Quand il fut mort[1], ses fils, sa veuve, décidèrent qu’ils demanderaient à Buisson de parler sur sa tombe, et pour y révéler, comme Stapfer sur celle de Couat, les dernières pensées, les derniers conseils de celui qui n’était plus : « En voulant sauver la France, prenez garde de détruire la conscience française ! Il est facile aujourd’hui d’obtenir que, de guerre lasse, la conscience publique se taise et s’apaise. Tremblons que ce malheur ne nous arrive. Celui-là seul serait irréparable[2]. »

C’était, dans le deuil, affronter, provoquer les hurlements de la meute, les injures de l’immense « atelier de la presse vénale » ou fanatique. « Il a été donné à bien peu d’hommes de laisser autant d’eux-mêmes dans l’âme d’autrui[3]. » À qui avait-il donné plus de lui-même qu’à sa femme ? Elle n’hésita pas, écrivit à Lucie Dreyfus qu’en livrant le nom de Pécaut et sa mémoire aux outrages des ennemis de la vérité, c’était sa part à elle, sa contribution personnelle à la grande œuvre.

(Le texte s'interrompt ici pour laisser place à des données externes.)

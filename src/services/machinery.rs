use chrono::{DateTime, Utc};
use rust_decimal::Decimal;
use sea_orm::{
    ActiveModelTrait, ColumnTrait, EntityTrait, FromQueryResult, JoinType, QueryFilter,
    QueryOrder, QuerySelect, RelationTrait, Set, Unchanged,
};
use serde::{Deserialize, Serialize};
use tracing::{error, info, instrument};
use utoipa::ToSchema;

use super::{deleted_or_not_found, soft_delete, Deleted};
use crate::db::{not_found_on_unchanged, DatabaseAccess};
use crate::entities::{machinery_master, machinery_subcategory, material, process_pricing};
use crate::errors::ServiceError;

#[derive(Debug, Clone, Serialize, Deserialize, ToSchema)]
pub struct MachineryCategoryInput {
    pub name: String,
    pub main_category_id: Option<i32>,
    pub description: Option<String>,
}

#[derive(Debug, Clone, Serialize, Deserialize, ToSchema)]
pub struct SubcategoryInput {
    pub category_id: Option<i32>,
    pub subcategory_name: String,
    pub description: Option<String>,
}

#[derive(Debug, Clone, Serialize, Deserialize, ToSchema)]
pub struct ProcessPricingInput {
    pub material_id: Option<i32>,
    /// Machinery subcategory the rate applies to
    pub process_id: Option<i32>,
    #[schema(value_type = Option<String>, example = "15.00")]
    pub minutes: Option<Decimal>,
    pub unit: Option<String>,
    #[schema(value_type = Option<String>, example = "250.00")]
    pub rate: Option<Decimal>,
    #[serde(default)]
    pub is_manual_rate: bool,
    pub note: Option<String>,
    pub remark: Option<String>,
}

/// Subcategory row with its category name
#[derive(Debug, Clone, PartialEq, FromQueryResult, Serialize, ToSchema)]
pub struct SubcategoryView {
    pub id: i32,
    pub category_id: Option<i32>,
    pub subcategory_name: String,
    pub description: Option<String>,
    pub created_at: DateTime<Utc>,
    pub created_by: i32,
    pub updated_at: Option<DateTime<Utc>>,
    pub updated_by: Option<i32>,
    pub deleted_at: Option<DateTime<Utc>>,
    pub deleted_by: Option<i32>,
    pub category_name: String,
}

/// Pricing row with material and process names
#[derive(Debug, Clone, PartialEq, FromQueryResult, Serialize, ToSchema)]
pub struct ProcessPricingView {
    pub id: i32,
    pub material_id: Option<i32>,
    pub process_id: Option<i32>,
    #[schema(value_type = Option<String>)]
    pub minutes: Option<Decimal>,
    pub unit: Option<String>,
    #[schema(value_type = Option<String>)]
    pub rate: Option<Decimal>,
    pub is_manual_rate: bool,
    pub note: Option<String>,
    pub remark: Option<String>,
    pub created_at: DateTime<Utc>,
    pub created_by: i32,
    pub updated_at: Option<DateTime<Utc>>,
    pub updated_by: Option<i32>,
    pub deleted_at: Option<DateTime<Utc>>,
    pub deleted_by: Option<i32>,
    pub material_name: String,
    pub process_name: String,
}

/// Service for machinery categories, subcategories and process pricing
#[derive(Clone)]
pub struct MachineryService {
    db: DatabaseAccess,
}

impl MachineryService {
    pub fn new(db: DatabaseAccess) -> Self {
        Self { db }
    }

    // Categories

    #[instrument(skip(self, input), fields(name = %input.name))]
    pub async fn create_category(
        &self,
        input: MachineryCategoryInput,
        actor_id: i32,
    ) -> Result<machinery_master::Model, ServiceError> {
        let model = machinery_master::ActiveModel {
            name: Set(input.name),
            main_category_id: Set(input.main_category_id),
            description: Set(input.description),
            created_by: Set(actor_id),
            ..Default::default()
        };

        let created = model.insert(self.db.conn()).await.map_err(|e| {
            error!(error = %e, "Failed to create machinery category");
            ServiceError::DatabaseError(e)
        })?;

        info!(category_id = created.id, "Machinery category created");
        Ok(created)
    }

    #[instrument(skip(self))]
    pub async fn list_categories(&self) -> Result<Vec<machinery_master::Model>, ServiceError> {
        machinery_master::Entity::find()
            .filter(machinery_master::Column::DeletedAt.is_null())
            .order_by_desc(machinery_master::Column::CreatedAt)
            .order_by_desc(machinery_master::Column::Id)
            .all(self.db.conn())
            .await
            .map_err(ServiceError::DatabaseError)
    }

    #[instrument(skip(self))]
    pub async fn get_category(&self, id: i32) -> Result<machinery_master::Model, ServiceError> {
        machinery_master::Entity::find_by_id(id)
            .filter(machinery_master::Column::DeletedAt.is_null())
            .one(self.db.conn())
            .await?
            .ok_or_else(|| ServiceError::NotFound("Machinery category not found".to_string()))
    }

    #[instrument(skip(self, input))]
    pub async fn update_category(
        &self,
        id: i32,
        input: MachineryCategoryInput,
        actor_id: i32,
    ) -> Result<machinery_master::Model, ServiceError> {
        let model = machinery_master::ActiveModel {
            id: Unchanged(id),
            name: Set(input.name),
            main_category_id: Set(input.main_category_id),
            description: Set(input.description),
            updated_by: Set(Some(actor_id)),
            ..Default::default()
        };

        model
            .update(self.db.conn())
            .await
            .map_err(|e| not_found_on_unchanged(e, "Machinery category"))
    }

    #[instrument(skip(self))]
    pub async fn delete_category(&self, id: i32, actor_id: i32) -> Result<Deleted, ServiceError> {
        let affected = soft_delete::<machinery_master::Entity, _>(
            self.db.conn(),
            machinery_master::Column::Id,
            machinery_master::Column::DeletedAt,
            machinery_master::Column::DeletedBy,
            id,
            actor_id,
        )
        .await?;

        deleted_or_not_found(
            affected,
            "Machinery category deleted successfully",
            "Machinery category",
        )
    }

    // Subcategories

    #[instrument(skip(self, input), fields(subcategory_name = %input.subcategory_name))]
    pub async fn create_subcategory(
        &self,
        input: SubcategoryInput,
        actor_id: i32,
    ) -> Result<machinery_subcategory::Model, ServiceError> {
        let model = machinery_subcategory::ActiveModel {
            category_id: Set(input.category_id),
            subcategory_name: Set(input.subcategory_name),
            description: Set(input.description),
            created_by: Set(actor_id),
            ..Default::default()
        };

        let created = model.insert(self.db.conn()).await.map_err(|e| {
            error!(error = %e, "Failed to create machinery subcategory");
            ServiceError::DatabaseError(e)
        })?;

        info!(subcategory_id = created.id, "Machinery subcategory created");
        Ok(created)
    }

    #[instrument(skip(self))]
    pub async fn list_subcategories(&self) -> Result<Vec<SubcategoryView>, ServiceError> {
        machinery_subcategory::Entity::find()
            .column_as(machinery_master::Column::Name, "category_name")
            .join(
                JoinType::InnerJoin,
                machinery_subcategory::Relation::Category.def(),
            )
            .filter(machinery_subcategory::Column::DeletedAt.is_null())
            .order_by_desc(machinery_subcategory::Column::CreatedAt)
            .order_by_desc(machinery_subcategory::Column::Id)
            .into_model::<SubcategoryView>()
            .all(self.db.conn())
            .await
            .map_err(ServiceError::DatabaseError)
    }

    #[instrument(skip(self, input))]
    pub async fn update_subcategory(
        &self,
        id: i32,
        input: SubcategoryInput,
        actor_id: i32,
    ) -> Result<machinery_subcategory::Model, ServiceError> {
        let model = machinery_subcategory::ActiveModel {
            id: Unchanged(id),
            category_id: Set(input.category_id),
            subcategory_name: Set(input.subcategory_name),
            description: Set(input.description),
            updated_by: Set(Some(actor_id)),
            ..Default::default()
        };

        model
            .update(self.db.conn())
            .await
            .map_err(|e| not_found_on_unchanged(e, "Subcategory"))
    }

    #[instrument(skip(self))]
    pub async fn delete_subcategory(
        &self,
        id: i32,
        actor_id: i32,
    ) -> Result<Deleted, ServiceError> {
        let affected = soft_delete::<machinery_subcategory::Entity, _>(
            self.db.conn(),
            machinery_subcategory::Column::Id,
            machinery_subcategory::Column::DeletedAt,
            machinery_subcategory::Column::DeletedBy,
            id,
            actor_id,
        )
        .await?;

        deleted_or_not_found(affected, "Subcategory deleted successfully", "Subcategory")
    }

    // Process pricing

    #[instrument(skip(self, input))]
    pub async fn create_pricing(
        &self,
        input: ProcessPricingInput,
        actor_id: i32,
    ) -> Result<process_pricing::Model, ServiceError> {
        let model = process_pricing::ActiveModel {
            material_id: Set(input.material_id),
            process_id: Set(input.process_id),
            minutes: Set(input.minutes),
            unit: Set(input.unit),
            rate: Set(input.rate),
            is_manual_rate: Set(input.is_manual_rate),
            note: Set(input.note),
            remark: Set(input.remark),
            created_by: Set(actor_id),
            ..Default::default()
        };

        let created = model.insert(self.db.conn()).await.map_err(|e| {
            error!(error = %e, "Failed to create process pricing");
            ServiceError::DatabaseError(e)
        })?;

        info!(pricing_id = created.id, "Process pricing created");
        Ok(created)
    }

    #[instrument(skip(self))]
    pub async fn list_pricing(&self) -> Result<Vec<ProcessPricingView>, ServiceError> {
        process_pricing::Entity::find()
            .column_as(material::Column::MaterialName, "material_name")
            .column_as(machinery_subcategory::Column::SubcategoryName, "process_name")
            .join(JoinType::InnerJoin, process_pricing::Relation::Material.def())
            .join(JoinType::InnerJoin, process_pricing::Relation::Process.def())
            .filter(process_pricing::Column::DeletedAt.is_null())
            .order_by_desc(process_pricing::Column::CreatedAt)
            .order_by_desc(process_pricing::Column::Id)
            .into_model::<ProcessPricingView>()
            .all(self.db.conn())
            .await
            .map_err(ServiceError::DatabaseError)
    }

    #[instrument(skip(self, input))]
    pub async fn update_pricing(
        &self,
        id: i32,
        input: ProcessPricingInput,
        actor_id: i32,
    ) -> Result<process_pricing::Model, ServiceError> {
        let model = process_pricing::ActiveModel {
            id: Unchanged(id),
            material_id: Set(input.material_id),
            process_id: Set(input.process_id),
            minutes: Set(input.minutes),
            unit: Set(input.unit),
            rate: Set(input.rate),
            is_manual_rate: Set(input.is_manual_rate),
            note: Set(input.note),
            remark: Set(input.remark),
            updated_by: Set(Some(actor_id)),
            ..Default::default()
        };

        model
            .update(self.db.conn())
            .await
            .map_err(|e| not_found_on_unchanged(e, "Pricing"))
    }

    #[instrument(skip(self))]
    pub async fn delete_pricing(&self, id: i32, actor_id: i32) -> Result<Deleted, ServiceError> {
        let affected = soft_delete::<process_pricing::Entity, _>(
            self.db.conn(),
            process_pricing::Column::Id,
            process_pricing::Column::DeletedAt,
            process_pricing::Column::DeletedBy,
            id,
            actor_id,
        )
        .await?;

        deleted_or_not_found(affected, "Pricing deleted successfully", "Pricing")
    }
}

Buisson, depuis qu’il avait quitté la direction de l’enseignement primaire, était professeur à la Sorbonne ; il ne balança pas davantage, malgré des pressions qu’on essaya d’exercer sur lui, la promesse qu’on tenta de lui imposer qu’il se tairait de l’Affaire. Il accourut et parla ; il dit d’abord ce qu’avait été « ce grand sculpteur d’âmes », ce « créateur d’idéal », ce penseur qui élabora pendant un demi-siècle le bien comme d’autres le vrai ou le beau ; puis, sans peur ni colère, gravement,

  1. 31 juillet 1898.
  2. Lettre de Pécaut, citée par Buisson.
  3. Discours de Buisson.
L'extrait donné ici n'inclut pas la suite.